Enregistré en mai 2014 en public au Music Room de Halifax, cet album de 13 titres plus un bonus s’inscrit tout à fait dans la démarche de cet artiste originaire de Chéticamp, terre francophone de la presqu’ile du Cap-Breton en Nouvelle-Écosse.
Ronald Bourgeois a toujours eu le sens de la formule qui fait mouche et de la mélodie qui se retient, et que le public reprend volontiers en chœur.

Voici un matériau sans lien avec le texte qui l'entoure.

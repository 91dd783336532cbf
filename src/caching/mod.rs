//! 캐싱 계층 모듈
//!
//! Redis 연결을 제공합니다. 리프레시 토큰 저장(`RT:<memberId>`)과
//! 회원 조회 캐시(`member:<memberId>`)가 같은 클라이언트를 사용합니다.
//!
//! # 사용 예제
//!
//! ```rust,ignore
//! use crate::caching::redis::RedisClient;
//!
//! let redis = RedisClient::new().await?;
//! redis.set_string_with_expiry("RT:650f1c...", &refresh_token, 2_592_000).await?;
//! let stored = redis.get_string("RT:650f1c...").await?;
//! ```
//!
//! # 환경 설정
//!
//! ```bash
//! REDIS_URL=redis://localhost:6379  # 기본값
//! ```

pub mod redis;
//! # Domain Entities
//!
//! MongoDB에 영속화되는 도메인 엔티티입니다.

pub mod members;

“Viens avec moi” avec ses accents blues, folk et country se laisse savourer avec d’autant plus de plaisir que l’artiste a un sens inné du contact avec le public,. Et cela aussi bien en qualité de chanteur qu’organisateur en coulisses (directeur artistique du Congrès Mondial Acadien en 2004 avec Gerry Boudreau) … voire présentateur de concerts, comme ce fut entre autres le cas aux inoubliables Déferlantes Francophones de Capbreton, dans les Landes, sous l”égide du tout aussi inoubliable Maurice Segall.
Premiers pas de Ronald Bourgeois dans la musique à Chéticamp. Extrait du DVD “J’ai trouvé dans une chanson” réalisé par François Savoie et Edmonde Haché à l’initiative de Martine Girard (A l’infini Communication)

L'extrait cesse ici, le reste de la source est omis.